*What you will do*. All of the data below is to be output without alteration.

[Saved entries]
== Segment start ==
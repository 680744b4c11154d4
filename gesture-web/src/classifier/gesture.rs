//! Gesture labels and their display copy

use serde::{Deserialize, Serialize};
use std::fmt;
use std::str::FromStr;
use thiserror::Error;

/// Closed set of recognizable gestures. `None` doubles as "no hand" and
/// "nothing recognized".
#[derive(Clone, Copy, Debug, Default, PartialEq, Eq, Hash, Serialize, Deserialize)]
#[serde(rename_all = "snake_case")]
pub enum GestureLabel {
    ThumbsUp,
    ThumbsDown,
    Victory,
    OpenPalm,
    ClosedFist,
    Pointing,
    Rock,
    #[default]
    None,
}

/// Human-readable copy for one gesture
#[derive(Clone, Copy, Debug, PartialEq, Eq, Serialize)]
pub struct GestureInfo {
    pub name: &'static str,
    pub description: &'static str,
    /// Symbolic icon id for the UI (not a file path)
    pub icon: &'static str,
}

#[derive(Debug, Clone, PartialEq, Eq, Error)]
#[error("unknown gesture id: {0:?}")]
pub struct UnknownGesture(pub String);

impl GestureLabel {
    /// Every label, `None` last
    pub const ALL: [GestureLabel; 8] = [
        GestureLabel::ThumbsUp,
        GestureLabel::ThumbsDown,
        GestureLabel::Victory,
        GestureLabel::OpenPalm,
        GestureLabel::ClosedFist,
        GestureLabel::Pointing,
        GestureLabel::Rock,
        GestureLabel::None,
    ];

    /// Labels that carry a tally, in display order
    pub const COUNTED: [GestureLabel; 7] = [
        GestureLabel::ThumbsUp,
        GestureLabel::ThumbsDown,
        GestureLabel::Victory,
        GestureLabel::OpenPalm,
        GestureLabel::ClosedFist,
        GestureLabel::Pointing,
        GestureLabel::Rock,
    ];

    pub fn as_str(&self) -> &'static str {
        match self {
            GestureLabel::ThumbsUp => "thumbs_up",
            GestureLabel::ThumbsDown => "thumbs_down",
            GestureLabel::Victory => "victory",
            GestureLabel::OpenPalm => "open_palm",
            GestureLabel::ClosedFist => "closed_fist",
            GestureLabel::Pointing => "pointing",
            GestureLabel::Rock => "rock",
            GestureLabel::None => "none",
        }
    }

    pub fn is_none(&self) -> bool {
        *self == GestureLabel::None
    }

    /// Position in [`GestureLabel::COUNTED`], `None` for the no-gesture label
    pub fn tally_index(&self) -> Option<usize> {
        match self {
            GestureLabel::ThumbsUp => Some(0),
            GestureLabel::ThumbsDown => Some(1),
            GestureLabel::Victory => Some(2),
            GestureLabel::OpenPalm => Some(3),
            GestureLabel::ClosedFist => Some(4),
            GestureLabel::Pointing => Some(5),
            GestureLabel::Rock => Some(6),
            GestureLabel::None => None,
        }
    }

    /// Display name, description and icon. Pure lookup.
    pub fn info(&self) -> GestureInfo {
        match self {
            GestureLabel::ThumbsUp => GestureInfo {
                name: "Thumbs Up",
                description: "A gesture used to approve or show you like something.",
                icon: "thumbs-up",
            },
            GestureLabel::ThumbsDown => GestureInfo {
                name: "Thumbs Down",
                description: "A gesture used to reject or show you dislike something.",
                icon: "thumbs-down",
            },
            GestureLabel::Victory => GestureInfo {
                name: "Victory Sign",
                description: "A gesture for victory, peace or the number two.",
                icon: "victory",
            },
            GestureLabel::OpenPalm => GestureInfo {
                name: "Open Palm",
                description: "A gesture for stopping, greeting or waving.",
                icon: "hand",
            },
            GestureLabel::ClosedFist => GestureInfo {
                name: "Closed Fist",
                description: "A gesture for solidarity, determination or resistance.",
                icon: "fist",
            },
            GestureLabel::Pointing => GestureInfo {
                name: "Pointing",
                description: "A gesture for showing a direction or drawing attention.",
                icon: "pointer",
            },
            GestureLabel::Rock => GestureInfo {
                name: "Rock Sign",
                description: "A gesture widely used in music culture.",
                icon: "hammer",
            },
            GestureLabel::None => GestureInfo {
                name: "Not Recognized",
                description: "No gesture was detected.",
                icon: "help-circle",
            },
        }
    }
}

impl fmt::Display for GestureLabel {
    fn fmt(&self, f: &mut fmt::Formatter<'_>) -> fmt::Result {
        f.write_str(self.as_str())
    }
}

impl FromStr for GestureLabel {
    type Err = UnknownGesture;

    fn from_str(s: &str) -> Result<Self, Self::Err> {
        GestureLabel::ALL
            .iter()
            .copied()
            .find(|label| label.as_str() == s)
            .ok_or_else(|| UnknownGesture(s.to_string()))
    }
}

#[cfg(test)]
mod tests {
    use super::*;

    #[test]
    fn test_ids_parse_back() {
        for label in GestureLabel::ALL {
            assert_eq!(label.as_str().parse::<GestureLabel>(), Ok(label));
        }
        assert!("wave".parse::<GestureLabel>().is_err());
    }

    #[test]
    fn test_tally_index_matches_counted_order() {
        for (i, label) in GestureLabel::COUNTED.iter().enumerate() {
            assert_eq!(label.tally_index(), Some(i));
        }
        assert_eq!(GestureLabel::None.tally_index(), None);
    }

    #[test]
    fn test_serde_uses_snake_case_ids() {
        let json = serde_json::to_string(&GestureLabel::ClosedFist).unwrap();
        assert_eq!(json, "\"closed_fist\"");
        let back: GestureLabel = serde_json::from_str("\"open_palm\"").unwrap();
        assert_eq!(back, GestureLabel::OpenPalm);
    }

    #[test]
    fn test_every_label_has_copy() {
        for label in GestureLabel::ALL {
            let info = label.info();
            assert!(!info.name.is_empty());
            assert!(!info.description.is_empty());
        }
        assert_eq!(GestureLabel::None.info().name, "Not Recognized");
    }
}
== Segment end ==
*Written answer*.
repository 680744b4c11154d4
filename gesture-web/src/classifier/gesture.rs
//! Gesture labels and their display copy

use serde::{Deserialize, Serialize};
use std::fmt;
use std::str::FromStr;
use thiserror::Error;

/// Closed set of recognizable gestures. `None` doubles as "no hand" and
/// "nothing recognized".
#[derive(Clone, Copy, Debug, Default, PartialEq, Eq, Hash, Serialize, Deserialize)]
#[serde(rename_all = "snake_case")]
pub enum GestureLabel {
    ThumbsUp,
    ThumbsDown,
    Victory,
    OpenPalm,
    ClosedFist,
    Pointing,
    Rock,
    #[default]
    None,
}

/// Human-readable copy for one gesture
#[derive(Clone, Copy, Debug, PartialEq, Eq, Serialize)]
pub struct GestureInfo {
    pub name: &'static str,
    pub description: &'static str,
    /// Symbolic icon id for the UI (not a file path)
    pub icon: &'static str,
}

#[derive(Debug, Clone, PartialEq, Eq, Error)]
#[error("unknown gesture id: {0:?}")]
pub struct UnknownGesture(pub String);

impl GestureLabel {
    /// Every label, `None` last
    pub const ALL: [GestureLabel; 8] = [
        GestureLabel::ThumbsUp,
        GestureLabel::ThumbsDown,
        GestureLabel::Victory,
        GestureLabel::OpenPalm,
        GestureLabel::ClosedFist,
        GestureLabel::Pointing,
        GestureLabel::Rock,
        GestureLabel::None,
    ];

    /// Labels that carry a tally, in display order
    pub const COUNTED: [GestureLabel; 7] = [
        GestureLabel::ThumbsUp,
        GestureLabel::ThumbsDown,
        GestureLabel::Victory,
        GestureLabel::OpenPalm,
        GestureLabel::ClosedFist,
        GestureLabel::Pointing,
        GestureLabel::Rock,
    ];

    pub fn as_str(&self) -> &'static str {
        match self {
            GestureLabel::ThumbsUp => "thumbs_up",
            GestureLabel::ThumbsDown => "thumbs_down",
            GestureLabel::Victory => "victory",
            GestureLabel::OpenPalm => "open_palm",
            GestureLabel::ClosedFist => "closed_fist",
            GestureLabel::Pointing => "pointing",
            GestureLabel::Rock => "rock",
            GestureLabel::None => "none",
        }
    }

    pub fn is_none(&self) -> bool {
        *self == GestureLabel::None
    }

    /// Position in [`GestureLabel::COUNTED`], `None` for the no-gesture label
    pub fn tally_index(&self) -> Option<usize> {
        match self {
            GestureLabel::ThumbsUp => Some(0),
            GestureLabel::ThumbsDown => Some(1),
            GestureLabel::Victory => Some(2),
            GestureLabel::OpenPalm => Some(3),
            GestureLabel::ClosedFist => Some(4),
            GestureLabel::Pointing => Some(5),
            GestureLabel::Rock => Some(6),
            GestureLabel::None => None,
        }
    }

    /// Display name, description and icon. Pure lookup.
    pub fn info(&self) -> GestureInfo {
        match self {
            GestureLabel::ThumbsUp => GestureInfo {
                name: "Thumbs Up",
                description: "A gesture used to approve or show you like something.",
                icon: "thumbs-up",
            },
            GestureLabel::ThumbsDown => GestureInfo {
                name: "Thumbs Down",
                description: "A gesture used to reject or show you dislike something.",
                icon: "thumbs-down",
            },
            GestureLabel::Victory => GestureInfo {
                name: "Victory Sign",
                description: "A gesture for victory, peace or the number two.",
                icon: "victory",
            },
            GestureLabel::OpenPalm => GestureInfo {
                name: "Open Palm",
                description: "A gesture for stopping, greeting or waving.",
                icon: "hand",
            },
            GestureLabel::ClosedFist => GestureInfo {
                name: "Closed Fist",
                description: "A gesture for solidarity, determination or resistance.",
                icon: "fist",
            },
            GestureLabel::Pointing => GestureInfo {
                name: "Pointing",
                description: "A gesture for showing a direction or drawing attention.",
                icon: "pointer",
            },
            GestureLabel::Rock => GestureInfo {
                name: "Rock Sign",
                description: "A gesture widely used in music culture.",
                icon: "hammer",
            },
            GestureLabel::None => GestureInfo {
                name: "Not Recognized",
                description: "No gesture was detected.",
                icon: "help-circle",
            },
        }
    }
}

impl fmt::Display for GestureLabel {
    fn fmt(&self, f: &mut fmt::Formatter<'_>) -> fmt::Result {
        f.write_str(self.as_str())
    }
}

impl FromStr for GestureLabel {
    type Err = UnknownGesture;

    fn from_str(s: &str) -> Result<Self, Self::Err> {
        GestureLabel::ALL
            .iter()
            .copied()
            .find(|label| label.as_str() == s)
            .ok_or_else(|| UnknownGesture(s.to_string()))
    }
}

#[cfg(test)]
mod tests {
    use super::*;

    #[test]
    fn test_ids_parse_back() {
        for label in GestureLabel::ALL {
            assert_eq!(label.as_str().parse::<GestureLabel>(), Ok(label));
        }
        assert!("wave".parse::<GestureLabel>().is_err());
    }

    #[test]
    fn test_tally_index_matches_counted_order() {
        for (i, label) in GestureLabel::COUNTED.iter().enumerate() {
            assert_eq!(label.tally_index(), Some(i));
        }
        assert_eq!(GestureLabel::None.tally_index(), None);
    }

    #[test]
    fn test_serde_uses_snake_case_ids() {
        let json = serde_json::to_string(&GestureLabel::ClosedFist).unwrap();
        assert_eq!(json, "\"closed_fist\"");
        let back: GestureLabel = serde_json::from_str("\"open_palm\"").unwrap();
        assert_eq!(back, GestureLabel::OpenPalm);
    }

    #[test]
    fn test_every_label_has_copy() {
        for label in GestureLabel::ALL {
            let info = label.info();
            assert!(!info.name.is_empty());
            assert!(!info.description.is_empty());
        }
        assert_eq!(GestureLabel::None.info().name, "Not Recognized");
    }
}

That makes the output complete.